VeChain is the one of leading blockchain technology companies in the world established in 2015 in Singapore. Its platform is currently used in various industries such as luxury goods, liquor and agriculture. Vechain mixes the blockchain and smart chip technologies for tracking items. The smart chip can be integrated with different Internet of Things such as QR codes, RFID tracker and NFC chips.

The main vision of VeChain is to build trust free and distributed business ecosystem based on blockchain.

The main features of VeChain are

Highly scalable compared to Ethereum


High speed transaction


Trust free ecosystem


How VeChain works?
All manufacturers who use VeChain platform assign products with unique identities. These identities are produced using VeChain Identity (VID) technology. Each VID is generated using a SHA256 hash function. This VID is stored simultaneously in the blockchain and integrated on the product with an NFC chip, RFID tag or QR code. So, using this both retailer and consumer can track the product’s movement.

Consensus mechanism:
VeChain Thor –Consensus mechanism of coin – Proof of Authority.
This model has some similarities with Proof of Stake. But it has developed to remove obstacles presented in Proof of Work (POW), Proof of Stake (POS). The platform has low computational power requirements, no requirement for communication between nodes to reach consensus.

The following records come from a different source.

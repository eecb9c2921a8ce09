// crates/valor-core/src/envelope.rs
//
// Shapes exchanged with the cross-chain transport collaborator.
//
// The transport owns byte encoding and delivery; the ledger only sees the
// decoded `Envelope` on the way in and emits `PayoutIntent`s on the way out.

use serde::{Deserialize, Serialize};
use uuid::Uuid;

use crate::crypto::Hash32;
use crate::identity::AccountId;
use crate::token::{amount_serde, Amount, TokenKind};

/// A decoded cross-chain message delivered to the receive hook.
#[derive(Debug, Clone, PartialEq, Eq, Serialize, Deserialize)]
pub struct Envelope {
    /// Chain the message originated on.
    pub source_chain_id: u32,
    /// Kind of value bridged alongside the message, if any.
    pub token_kind: TokenKind,
    /// Amount bridged alongside the message. Zero for pure instructions.
    #[serde(with = "amount_serde", default)]
    pub amount: Amount,
    /// Originating account on the source chain.
    pub sender: AccountId,
    /// Typed instruction, tagged by `payload_type`.
    pub body: PeerPayload,
}

/// Instruction carried by an `Envelope`, dispatched by its `payload_type` tag.
#[derive(Debug, Clone, PartialEq, Eq, Serialize, Deserialize)]
#[serde(tag = "payload_type", content = "payload", rename_all = "snake_case")]
pub enum PeerPayload {
    /// Stake the bridged `amount` of `token_kind` for the sender.
    Stake,
    RequestUnstake {
        #[serde(with = "amount_serde")]
        amount: Amount,
    },
    CancelUnstake,
    Withdraw,
    ConvertToVesting {
        #[serde(with = "amount_serde")]
        amount: Amount,
    },
    ClaimVesting {
        request_id: u64,
    },
    CancelVesting {
        request_id: u64,
    },
    CancelAllVesting,
    RedeemValor {
        #[serde(with = "amount_serde")]
        amount: Amount,
    },
    ClaimBatch {
        batch_id: u64,
    },
    /// Claim from a cumulative merkle distribution on behalf of `user`.
    ClaimReward {
        distribution_id: u64,
        user: AccountId,
        #[serde(with = "amount_serde")]
        cumulative_amount: Amount,
        proof: Vec<Hash32>,
    },
}

impl PeerPayload {
    /// The wire tag of this payload, for logging.
    pub fn payload_type(&self) -> &'static str {
        match self {
            PeerPayload::Stake => "stake",
            PeerPayload::RequestUnstake { .. } => "request_unstake",
            PeerPayload::CancelUnstake => "cancel_unstake",
            PeerPayload::Withdraw => "withdraw",
            PeerPayload::ConvertToVesting { .. } => "convert_to_vesting",
            PeerPayload::ClaimVesting { .. } => "claim_vesting",
            PeerPayload::CancelVesting { .. } => "cancel_vesting",
            PeerPayload::CancelAllVesting => "cancel_all_vesting",
            PeerPayload::RedeemValor { .. } => "redeem_valor",
            PeerPayload::ClaimBatch { .. } => "claim_batch",
            PeerPayload::ClaimReward { .. } => "claim_reward",
        }
    }
}

/// An outbound payout the transport must execute.
///
/// Only created after the ledger mutation that owes the amount has been
/// committed.
#[derive(Debug, Clone, PartialEq, Eq, Serialize, Deserialize)]
pub struct PayoutIntent {
    /// Unique, time-ordered identifier (UUIDv7) for de-duplication downstream.
    pub id: Uuid,
    pub recipient: AccountId,
    pub token_kind: TokenKind,
    #[serde(with = "amount_serde")]
    pub amount: Amount,
    /// Destination chain, or `None` to pay out on the ledger's home chain.
    pub destination_chain_id: Option<u32>,
    /// Ledger timestamp at which the intent was committed.
    pub created_at: u64,
}

impl PayoutIntent {
    pub fn new(
        recipient: AccountId,
        token_kind: TokenKind,
        amount: Amount,
        destination_chain_id: Option<u32>,
        created_at: u64,
    ) -> Self {
        Self {
            id: Uuid::now_v7(),
            recipient,
            token_kind,
            amount,
            destination_chain_id,
            created_at,
        }
    }
}

#[cfg(test)]
mod tests {
    use super::*;

    #[test]
    fn test_claim_reward_envelope_from_json() {
        let user = AccountId([2u8; 32]);
        let json = format!(
            r#"{{
                "source_chain_id": 10,
                "token_kind": "primary",
                "sender": "{sender}",
                "body": {{
                    "payload_type": "claim_reward",
                    "payload": {{
                        "distribution_id": 7,
                        "user": "{user}",
                        "cumulative_amount": "150",
                        "proof": ["{proof}"]
                    }}
                }}
            }}"#,
            sender = AccountId([1u8; 32]),
            user = user,
            proof = Hash32([3u8; 32]),
        );
        let envelope: Envelope = serde_json::from_str(&json).unwrap();
        assert_eq!(envelope.amount, 0);
        assert_eq!(envelope.body.payload_type(), "claim_reward");
        match envelope.body {
            PeerPayload::ClaimReward {
                distribution_id,
                user: u,
                cumulative_amount,
                proof,
            } => {
                assert_eq!(distribution_id, 7);
                assert_eq!(u, user);
                assert_eq!(cumulative_amount, 150);
                assert_eq!(proof, vec![Hash32([3u8; 32])]);
            }
            other => panic!("unexpected payload {:?}", other),
        }
    }

    #[test]
    fn test_unit_payload_without_content() {
        let json = format!(
            r#"{{"source_chain_id":1,"token_kind":"primary","amount":"500","sender":"{}","body":{{"payload_type":"stake"}}}}"#,
            AccountId([1u8; 32])
        );
        let envelope: Envelope = serde_json::from_str(&json).unwrap();
        assert_eq!(envelope.body, PeerPayload::Stake);
        assert_eq!(envelope.amount, 500);
    }

    #[test]
    fn test_unknown_payload_type_rejected() {
        let json = format!(
            r#"{{"source_chain_id":1,"token_kind":"primary","sender":"{}","body":{{"payload_type":"mint_everything"}}}}"#,
            AccountId([1u8; 32])
        );
        assert!(serde_json::from_str::<Envelope>(&json).is_err());
    }

    #[test]
    fn test_payout_intents_get_distinct_ids() {
        let a = PayoutIntent::new(AccountId([1u8; 32]), TokenKind::Stable, 10, None, 0);
        let b = PayoutIntent::new(AccountId([1u8; 32]), TokenKind::Stable, 10, None, 0);
        assert_ne!(a.id, b.id);
    }
}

Each node that holds at least 10,000 VET with single public key will have right to vote. Each node cannot have more than one vote.
The node structure of VeChain:

Trudheim Masternodes (>250,000 VET) – 101 Authority Nodes


Mjolnir Masternodes (>150,000 VET)- 30 day maturity period


Thunder Nodes (>50,000 VET)- 20 day maturity period


Strength Nodes (>10,000 VET)- 10 day maturity period


VeChain uses two types of Master nodes namely

Authority Masternodes - Node that create blocks and ledger records. Every AM has a n equal opportunity to produce one block. To be selected as AM one must put up 25,00,000 VET as collateral.


Economic Masternode- point of distributing power and privileges with the blockchain. It is not used to validate the block chain, but to offer stability to the ecosystem.


VeThor :
VeChain has announced at end of 2017 to rebrand to VeChain Thor. The new platform will use two different tokens

VeChain Tokens (VET)


Thor Power (THOR)


VET is used by the companies for payment on its block chain. The other token Thor Power which is the token that allows individuals to invest in the VeChain (THOR) blockchain.
VeChain major partners:

Price water Coppers (PWC) VeChain has become part of the PWC’s incubation program which gives it access to the worldwide network of clients for the company.


DNV GL - the top risk management and Quality assurance firm has bought a stake in VeChain to develop its My story digital assurance.


KUEHNA NAGEL- Global transport and logistics company will use VeChain to smartly parcels especially luxury goods.


China Unicom- state owned telecom operator of China. VeChain blockchain helps to improve supply chain.


Chinese government national level partnership.


Other partners include Renault,hyperledger,D.I.G,BABYGHOST, Madeforgoods etc.


Recent news and updates:
VeChain has signed an agreement with Chinese Government to provide drug and vaccine trace-ability​

VeChain partners with major Japanese telecommunication company called NTT DOCOMO for newly launched 5G open partner company.
VeChain partners with DECENT.bet 2.0. VeChain will be supporting DECENT gaming platform.
Technical:
VET has increased almost more than 150% from the low of $0.00602 made on Aug 14th 2018.The near term resistance is around $0.0170and any violation above targets 0.01965
On the lower side, near term major support is around $0.011 and any break below will drag the pair to next level till $0.00850/$0.00600.
It is good to buy on dips around $0.011 with SL around $0.0850 for the TP of $0.01700.